文中の将来に関する事項は、当第1四半期会計期間の末日現在において当社が判断したものであります。
なお、「『税効果会計に係る会計基準』の一部改正」(企業会計基準第28号 平成30年2月16日)等を当第1四半期会計期間の期首から適用しており、財政状態の状況については、当該会計基準等を遡って適用した後の数値で前事業年度との比較・分析を行っております。
(1) 財政状態及び経営成績の状況
当第1四半期累計期間におけるわが国の経済は、米国・中国をはじめとする貿易摩擦による景気後退リスク等の不安定な海外情勢が続いているものの、堅調な企業収益や雇用・所得環境の改善により、緩やかな回復が継続しております。当社が属する情報サービス産業におきましては、金融機関を中心としたフィンテックやAI(Artificial Intelligence)へのニーズは活発化し、働き方改革への取組もあり、堅調なIT投資が継続しております。一方で投資やサービスの効果に対する顧客要求の高まり、保守・運用コスト削減ニーズに加えて、開発技術者不足が続いていることなど、価格競争の激化及び製造原価の上昇への対応が課題となっております。
このような環境のなか、当社においては、生命保険会社向けの①ライフプランシステム、②エステートプランシステム、③設計書システム、④申込書システム、⑤生命保険契約ペーパーレスシステム等の販売強化に加えて、生保販売業務の省略化、効率化を実現するフロントエンドシステム及びRPA(Robotic Process Automation)の開発、販売を進めました。また事業承継税制の施行を背景に、統合資産管理システム、アセットアロケーションシステム等のプラットフォームの構築・販売及び当システムを活用した富裕層向けの資産管理コンサルティング契約の獲得も継続いたしました。さらに、AIの一つである遺伝的アルゴリズムという手法を用いて、相続財産に対し、特定の資産を特定の相続人へと分割しながら、承継した金融資産で相続税を納税し、各相続人へ目標とする分割割合に近似する財産分割案を瞬時に作成するシステムや、従来のバンキングアプリケーション、アカウントアグリゲーション及びライフプランニングの各機能を統合した資産形成アドバイスシステムを提供いたしました。

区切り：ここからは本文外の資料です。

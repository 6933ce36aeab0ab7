use crate::query::algorithms::collision_algorithm::merge_separation;
use crate::query::algorithms::CollisionAlgorithm;
use crate::query::sat::{triangle_triangle_contact, TriangleContact, TriangleTriangleOptions};
use crate::query::{Contact, ContactSet, QueryError, QueryTolerances, QueryType};
use crate::shape::{ShapeType, Triangle};

/// Collision between two triangles with the separating axis theorem.
///
/// Contacts discarded by one-sided triangles still count as a geometric contact for boolean
/// queries, but nothing is recorded for the other query types.
#[derive(Copy, Clone, Debug, Default)]
pub struct TriangleTriangleAlgorithm {
    /// Options forwarded to the SAT contact generator.
    pub options: TriangleTriangleOptions,
}

impl TriangleTriangleAlgorithm {
    /// Creates the algorithm with the given options.
    pub fn new(options: TriangleTriangleOptions) -> Self {
        Self { options }
    }

    fn world_triangle(&self, set: &ContactSet, first: bool) -> Result<Triangle, QueryError> {
        let object = if first { &set.object_a } else { &set.object_b };
        let triangle = object
            .shape
            .as_triangle()
            .ok_or(QueryError::UnexpectedShape {
                algorithm: self.name(),
                expected: ShapeType::Triangle,
                found: object.shape_type(),
            })?;

        Ok(triangle.scaled_and_transformed(&object.scale, &object.pose))
    }
}

impl CollisionAlgorithm for TriangleTriangleAlgorithm {
    fn name(&self) -> &'static str {
        "triangle-triangle"
    }

    fn compute_collision(
        &self,
        set: &mut ContactSet,
        query_type: QueryType,
        tolerances: &QueryTolerances,
    ) -> Result<(), QueryError> {
        let tri_a = self.world_triangle(set, true)?;
        let tri_b = self.world_triangle(set, false)?;

        match triangle_triangle_contact(&tri_a, &tri_b, &self.options, tolerances) {
            TriangleContact::None => merge_separation(set, query_type, tolerances),
            TriangleContact::Contact(contact) => {
                let contact = Contact::new(contact.point, contact.normal, contact.depth, false)
                    .with_features(contact.feature_a, contact.feature_b);
                set.merge(contact, query_type, tolerances);
                Ok(())
            }
            TriangleContact::Discarded => {
                if query_type == QueryType::Boolean {
                    set.set_have_contact();
                }
                Ok(())
            }
        }
    }
}
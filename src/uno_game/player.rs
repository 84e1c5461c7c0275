use super::card::{Card, Color, PlayedCard};
use super::deck::Deck;
use super::strategy::{AutomatedStrategy, HumanStrategy, Strategy};
use rand::rngs::StdRng;

/// What a player's turn amounted to.
#[derive(Debug, Clone, Copy, PartialEq, Eq)]
pub enum TurnAction {
    /// A card was played; it has already been removed from the hand.
    Played(Card),
    /// Nothing was playable; one card was drawn (`None` if the deck was
    /// exhausted).
    Drew(Option<Card>),
    /// A playable card existed but the player declined. No draw.
    Passed,
}

pub struct Player {
    pub name: String,
    pub hand: Vec<Card>,
    strategy: Box<dyn Strategy>,
}

impl Player {
    pub fn new(name: impl Into<String>, strategy: Box<dyn Strategy>) -> Self {
        Self {
            name: name.into(),
            hand: Vec::new(),
            strategy,
        }
    }

    pub fn automated(name: impl Into<String>) -> Self {
        Player::new(name, Box::new(AutomatedStrategy))
    }

    pub fn human(name: impl Into<String>) -> Self {
        Player::new(name, Box::new(HumanStrategy::stdio()))
    }

    pub fn is_automated(&self) -> bool {
        self.strategy.is_automated()
    }

    /// Draws up to `count` cards, stopping early if the deck runs dry.
    /// Returns the cards actually received.
    pub fn draw_from(&mut self, deck: &mut Deck, rng: &mut StdRng, count: usize) -> Vec<Card> {
        let mut drawn = Vec::with_capacity(count);
        for _ in 0..count {
            match deck.draw(rng) {
                Some(card) => {
                    self.hand.push(card);
                    drawn.push(card);
                }
                None => break,
            }
        }
        drawn
    }

    pub fn has_playable(&self, top: &PlayedCard) -> bool {
        self.hand.iter().any(|card| card.is_playable_on(top))
    }

    /// Hand indices of every playable card, in hand order. The stable order
    /// is what makes the automated first-playable choice and the 1-based
    /// human listing deterministic.
    pub fn playable_indices(&self, top: &PlayedCard) -> Vec<usize> {
        self.hand
            .iter()
            .enumerate()
            .filter(|(_, card)| card.is_playable_on(top))
            .map(|(i, _)| i)
            .collect()
    }

    /// Runs one turn against the given top card: draw one card when nothing
    /// is playable, otherwise let the strategy pick. A declined or invalid
    /// selection passes the turn without drawing.
    pub fn take_turn(&mut self, top: &PlayedCard, deck: &mut Deck, rng: &mut StdRng) -> TurnAction {
        let playable = self.playable_indices(top);
        if playable.is_empty() {
            let drawn = self.draw_from(deck, rng, 1);
            return TurnAction::Drew(drawn.first().copied());
        }

        match self.strategy.select_card(&self.hand, &playable, top) {
            Some(index) if playable.contains(&index) => {
                TurnAction::Played(self.hand.remove(index))
            }
            _ => TurnAction::Passed,
        }
    }

    /// Lets the strategy pick the active color after a wild was played.
    pub fn choose_color(&mut self, rng: &mut StdRng) -> Color {
        self.strategy.select_color(rng)
    }
}

impl std::fmt::Debug for Player {
    fn fmt(&self, f: &mut std::fmt::Formatter<'_>) -> std::fmt::Result {
        f.debug_struct("Player")
            .field("name", &self.name)
            .field("hand", &self.hand)
            .field("automated", &self.is_automated())
            .finish()
    }
}
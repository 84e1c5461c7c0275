use super::game::{Game, GameStatus};
use super::ui::ConsoleUi;
use log::info;

/// Owns the game and the output sink and drives the turn loop to completion.
pub struct GameController {
    game: Game,
    ui: ConsoleUi,
}

impl GameController {
    pub fn new(game: Game) -> Self {
        Self {
            game,
            ui: ConsoleUi::new(),
        }
    }

    pub fn with_ui(game: Game, ui: ConsoleUi) -> Self {
        Self { game, ui }
    }

    /// Runs turns until somebody wins; returns the winner's name.
    pub fn run(&mut self) -> String {
        self.ui.welcome();

        while self.game.status == GameStatus::InProgress {
            self.ui.display_turn_header(&self.game);
            for event in self.game.play_turn() {
                self.ui.narrate(&event);
            }
        }

        let winner = self
            .game
            .winner()
            .map(|player| player.name.clone())
            .unwrap_or_default();
        info!("game over, {} won", winner);
        winner
    }
}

当社の主たる事業である受託開発事業は、金融機関のIT投資予算の制約や、生命保険会社の新商品販売時期の10月頃集中により、売上高、営業利益、経常利益とも、1月から3月(第2四半期)、7月から9月(第4四半期)に偏重する傾向がありますが、当第1四半期累計期間の売上高は1,159,212千円(前年同四半期比9.5%減)、営業損失は89,391千円(前年同四半期比24.8%増)、経常損失は95,371千円(前年同四半期比35.6%増)、四半期純損失は70,848千円(前年同四半期比9.7%減)となりました。
なお、当社はシステム開発事業の単一セグメントであるため、セグメントごとの記載はしておりません。
生命保険会社向けの①ライフプランシステム、②エステートプランシステム、③設計書システム、④申込書システム、⑤生命保険契約ペーパーレスシステム、⑥生保販売業務の省略化、効率化を実現するフロントエンドシステムの開発販売の結果、当第1四半期累計期間の売上高は1,159,212千円(前年同四半期比9.5%減)となりました。
受託案件増加のために積極的な営業活動を行う一方で、正社員の採用を積極的に行い、外注費の抑制に努めた結果、営業損失は89,391千円(前年同四半期比24.8%増)となりました。
(経常損失)
営業外収益として、受取賃貸料等828千円計上しました。また、営業外費用として、支払利息等6,809千円計上しました。この結果、経常損失は95,371千円(前年同四半期比35.6%増)となりました。
(四半期純損失)
法人税等を、△24,523千円計上した結果、四半期純損失は70,848千円(前年同四半期比9.7%減)となりました。
当第1四半期会計期間末における資産合計は、前事業年度末に比べ463,381千円減少し、5,157,701千円となりました。
(流動資産)
当第1四半期会計期間末における流動資産の残高は4,057,108千円で、前事業年度末に比べ552,514千円減少しております。これは主として仕掛品が221,978千円増加した一方で、現金及び預金が420,882千円、売掛金が356,875千円減少したこと等によるものであります。
(固定資産)
当第1四半期会計期間末における固定資産の残高は1,100,592千円で、前事業年度末に比べて89,133千円増加しております。これは主として無形固定資産に含まれるソフトウェア仮勘定が45,608千円、投資その他の資産に含まれる繰延税金資産が24,054千円増加したこと等によるものであります。
当第1四半期累計期間において、当社が対処すべき課題について重要な変更はありません。
当第1四半期累計期間の研究開発費の総額は6,322千円であります。